The Surfrider Foundation Europe was created in 1990 by a group of surfers who wanted to protect their playground. Now, it has grown to 13,000 members across Europe, but with grassroots activism to protect our oceans and coasts still at the core of the organisation.
At the Surfrider Foundation Europe, we offer several levers of action. First, we provide scientific and legal expertise through collected data. What is happening in the oceans and what are the impacts? Second, we raise awareness through dissemination of information and education. And third, we advocate for change on the European political stage. Our actions target three main issues: water quality, marine litter (plastics) and climate change. We involve and work with all social actors: citizens as voters and consumers, local authorities as decision-makers and companies, the private sector, as producers of goods, services and wealth, but also as employers. We advise and encourage best practices.
With our 43 local volunteer chapters throughout Europe, located in 11 different European countries, we extend our reach well beyond our headquarters in Biarritz and remain true to our founding mission based on grassroots activism. One of our programmes is the Ocean Initiatives that tackles aquatic waste through education, participatory science, and lobbying by organising beach clean-ups.
With your Ocean Initiatives, you provide a platform to mobilise citizens to become “part of the solution”. Can you describe how a typical beach clean-up is conducted – from organising the event to the actual gathering and cleaning to filing the reports?
Sofiane Hadine: We organise the clean-up action on beaches, lakes, rivers and sea beds with support from Surfrider Foundation Europe. The local organiser first goes to our website and answers a series of questions such as date, place, and time of the clean-up. He or she also selects the desired collection material. After this registration, Surfrider Foundation Europe will send the collection material to the organiser's home.
We then provide the local organiser with an Organiser's Guide, a document guiding him or her from A to Z through the process of organising his or her clean-up action, and with an Awareness Sheet, which is a two-sided document with instructions that he or she will be able to follow on the day of the clean-up.
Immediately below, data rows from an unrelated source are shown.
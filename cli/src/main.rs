//! smsctl
//!
//! Command-line interface for SMS pricing campaigns and event reminders.
//!
//! # Usage
//!
//! ```bash
//! smsctl phone normalize "06 12 34 56 78"
//! smsctl sender validate ACME
//! smsctl price --base-rate 100 --qty 2 --margin-percent 20
//! smsctl campaign totals -f spring.yaml
//! smsctl campaign send -f spring.yaml --write spring.yaml
//! smsctl reminder check -f reminders.toml
//! smsctl gateway balance --format json
//! ```

use clap::{Parser, Subcommand, ValueEnum};
use rust_decimal::Decimal;
use std::path::PathBuf;
use tracing_subscriber::{layer::SubscriberExt, util::SubscriberInitExt};

mod commands;
mod config;
mod output;
mod remote;

const DEFAULT_API_URL: &str = "http://localhost:8000";

#[derive(Parser)]
#[command(name = "smsctl")]
#[command(version)]
#[command(about = "SMS pricing campaign toolkit", long_about = None)]
struct Cli {
    /// Backend URL
    #[arg(long, env = "SMSCTL_API_URL")]
    api_url: Option<String>,

    /// API token, as `key:secret`
    #[arg(long, env = "SMSCTL_API_KEY")]
    api_key: Option<String>,

    /// Country code for national numbers
    #[arg(long, env = "SMSCTL_COUNTRY_CODE")]
    country_code: Option<String>,

    /// Output format
    #[arg(long, short)]
    format: Option<output::OutputFormat>,

    /// Profile name from config file
    #[arg(long, short)]
    profile: Option<String>,

    #[command(subcommand)]
    command: Commands,
}

#[derive(Subcommand)]
enum Commands {
    /// Normalize and check phone numbers
    Phone {
        #[command(subcommand)]
        action: PhoneCommands,
    },
    /// Check sender names
    Sender {
        #[command(subcommand)]
        action: SenderCommands,
    },
    /// Price a single line
    Price {
        #[arg(long)]
        base_rate: Decimal,
        #[arg(long, default_value = "1")]
        qty: Decimal,
        /// Markup as a percentage of the base amount
        #[arg(long, conflicts_with = "margin_amount")]
        margin_percent: Option<Decimal>,
        /// Flat markup per unit
        #[arg(long)]
        margin_amount: Option<Decimal>,
    },
    /// Work with campaign files
    Campaign {
        #[command(subcommand)]
        action: CampaignCommands,
    },
    /// Render and check message templates
    Template {
        #[command(subcommand)]
        action: TemplateCommands,
    },
    /// Event reminder settings
    Reminder {
        #[command(subcommand)]
        action: ReminderCommands,
    },
    /// Talk to the SMS backend
    Gateway {
        #[command(subcommand)]
        action: GatewayCommands,
    },
    /// Configure CLI
    Config {
        #[command(subcommand)]
        action: ConfigCommands,
    },
}

#[derive(Subcommand)]
enum PhoneCommands {
    /// Normalize one or more numbers
    Normalize { numbers: Vec<String> },
    /// Strict check used before sending
    Check { number: String },
}

#[derive(Subcommand)]
enum SenderCommands {
    /// Validate a sender name
    Validate { name: String },
}

#[derive(Subcommand)]
enum CampaignCommands {
    /// Totals and ROI
    Totals {
        #[arg(short, long)]
        file: PathBuf,
    },
    /// Render the first selected messages
    Preview {
        #[arg(short, long)]
        file: PathBuf,
        #[arg(long)]
        limit: Option<usize>,
    },
    /// Check the campaign can be submitted
    Validate {
        #[arg(short, long)]
        file: PathBuf,
    },
    /// Fill missing rates and mobiles from the backend
    Autofill {
        #[arg(short, long)]
        file: PathBuf,
        /// Write the updated campaign here
        #[arg(long)]
        write: Option<PathBuf>,
    },
    /// Send every selected line not yet sent
    Send {
        #[arg(short, long)]
        file: PathBuf,
        /// Write the updated campaign here
        #[arg(long)]
        write: Option<PathBuf>,
    },
    /// Send the first line's message to a test number
    Test {
        #[arg(short, long)]
        file: PathBuf,
        #[arg(long)]
        mobile: String,
    },
}

#[derive(Clone, Copy, Debug, PartialEq, Eq, ValueEnum)]
enum TemplateKind {
    Campaign,
    Reminder,
}

#[derive(Subcommand)]
enum TemplateCommands {
    /// Substitute `key=value` pairs
    Render {
        template: String,
        #[arg(long = "var", value_name = "KEY=VALUE")]
        vars: Vec<String>,
    },
    /// Report unknown or missing variables and length
    Check {
        template: String,
        #[arg(long, value_enum, default_value = "campaign")]
        kind: TemplateKind,
    },
}

#[derive(Subcommand)]
enum ReminderCommands {
    /// Validate a settings file
    Check {
        #[arg(short, long)]
        file: PathBuf,
    },
    /// Reminder windows and sending gates at a given time
    Windows {
        #[arg(short, long)]
        file: PathBuf,
        /// `YYYY-MM-DD HH:MM`, defaults to now
        #[arg(long)]
        at: Option<String>,
    },
    /// Extract structured fields from an event description
    Parse { description: String },
}

#[derive(Subcommand)]
enum GatewayCommands {
    /// Check credentials and reachability
    Test,
    /// Remaining credits
    Balance,
    /// Registered sender names
    Senders,
    /// Register a sender name
    CreateSender {
        name: String,
        #[arg(long, default_value = "SMS campaign sender")]
        description: String,
    },
    /// Sender that would be used right now
    BestSender,
    /// Send one message
    Send {
        #[arg(long)]
        to: String,
        #[arg(long)]
        message: Option<String>,
        #[arg(long)]
        sender: Option<String>,
    },
}

#[derive(Subcommand)]
enum ConfigCommands {
    /// Set configuration value
    Set { key: String, value: String },
    /// Get configuration value
    Get { key: String },
    /// List all configuration
    List,
    /// Initialize configuration
    Init,
}

#[tokio::main]
async fn main() {
    tracing_subscriber::registry()
        .with(tracing_subscriber::EnvFilter::new(
            std::env::var("RUST_LOG").unwrap_or_else(|_| "info".into()),
        ))
        .with(tracing_subscriber::fmt::layer().with_writer(std::io::stderr))
        .init();

    let cli = Cli::parse();

    let mut config = match config::Config::load(cli.profile.as_deref()) {
        Ok(config) => config,
        Err(e) => {
            tracing::warn!(error = %e, "Ignoring unreadable config file");
            config::Config::default()
        }
    };
    if let Some(code) = cli.country_code {
        config.sms.default_country_code = code;
    }
    if let Err(e) = config.sms.validate() {
        eprintln!("Error: {}", e);
        std::process::exit(1);
    }

    let format = cli.format.unwrap_or_else(|| config.output_format());
    let api_url = cli
        .api_url
        .or_else(|| config.api_url.clone())
        .unwrap_or_else(|| DEFAULT_API_URL.into());
    let api_key = cli.api_key.or_else(|| config.api_key.clone());
    let client = commands::ApiClient::new(&api_url, api_key.as_deref());

    let result = match cli.command {
        Commands::Phone { action } => commands::phone::handle(action, &config.sms, format),
        Commands::Sender { action } => commands::sender::handle(action, &config.sms, format),
        Commands::Price { base_rate, qty, margin_percent, margin_amount } => {
            commands::price::handle(base_rate, qty, margin_percent, margin_amount, format)
        }
        Commands::Campaign { action } => commands::campaign::handle(action, client, &config, format).await,
        Commands::Template { action } => commands::template::handle(action, &config.sms, format),
        Commands::Reminder { action } => commands::reminder::handle(action, format),
        Commands::Gateway { action } => commands::gateway::handle(action, client, &config, format).await,
        Commands::Config { action } => commands::config::handle(action, cli.profile.as_deref()),
    };

    if let Err(e) = result {
        eprintln!("Error: {}", e);
        std::process::exit(1);
    }
}

#[cfg(test)]
mod tests {
    use super::*;
    use rust_decimal_macros::dec;

    #[test]
    fn test_parse_price() {
        let cli = Cli::try_parse_from(["smsctl", "price", "--base-rate", "9.99", "--margin-amount", "2"]).unwrap();
        match cli.command {
            Commands::Price { base_rate, qty, margin_percent, margin_amount } => {
                assert_eq!(base_rate, dec!(9.99));
                assert_eq!(qty, dec!(1));
                assert_eq!(margin_percent, None);
                assert_eq!(margin_amount, Some(dec!(2)));
            }
            _ => panic!("expected price command"),
        }
    }

    #[test]
    fn test_margin_flags_conflict() {
        let parsed = Cli::try_parse_from([
            "smsctl", "price", "--base-rate", "1", "--margin-percent", "5", "--margin-amount", "2",
        ]);
        assert!(parsed.is_err());
    }

    #[test]
    fn test_parse_template_vars() {
        let cli = Cli::try_parse_from([
            "smsctl", "--format", "json", "template", "render", "Hi {{name}}", "--var", "name=Ana",
        ])
        .unwrap();
        assert!(matches!(cli.format, Some(output::OutputFormat::Json)));
        match cli.command {
            Commands::Template { action: TemplateCommands::Render { template, vars } } => {
                assert_eq!(template, "Hi {{name}}");
                assert_eq!(vars, vec!["name=Ana"]);
            }
            _ => panic!("expected template render"),
        }
    }

    #[test]
    fn test_parse_campaign_send() {
        let cli = Cli::try_parse_from(["smsctl", "campaign", "send", "-f", "c.yaml", "--write", "out.yaml"]).unwrap();
        assert!(matches!(
            cli.command,
            Commands::Campaign { action: CampaignCommands::Send { write: Some(_), .. } }
        ));
    }
}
On the day of the collection, the event will be divided into three phases that meet three objectives:
First - collection time - curing objective: It is time to protect what we love. Volunteers arm themselves with bags and gloves and collect as much waste as possible.
Second - awareness time - awareness objective: Reading the Awareness Sheet, the organiser will then pass on a message to the participants. This is the most important part, because collecting waste just for the sake of collecting is useless. What is essential is to change our behaviours. This change is achieved through sensitisation.
Third - the quantification time, which is optional - scientific objective: The organiser and the participants quantify and qualify the waste they have collected.
Each year, Surfrider Foundation Europe compiles all the data collected by the volunteers to create the Environmental Balance Sheet - a comprehensive document that provides an overview of the state of pollution on Europe's beaches, lakes and rivers. This data is crucial: It is the foundation of the work we do every day to protect the oceans.
In an ideal world, what do you think should be done more to conserve and sustainably use the oceans, seas and marine resources?
Antidia Citores: The ocean is essential for life on earth: A source of oxygen and food, it regulates the climate and shelters a multitude of ecosystems that are highly threatened by our human activities.
In an ideal world, there would no longer be a need for programmes such as the Ocean Initiatives. Our societies would, for example, have made the transition from single-use to reusable products, which would dramatically reduce the pollution of the oceans and seas with plastic. We need to be patient though, because plastic stays in the oceans and seas for decades and even centuries. However, we need to start preventing the production of waste and harmful substances in the first place. Prevention should gain priority. We should live in a way that is sustainable and preserves our oceans, seas and marine resources.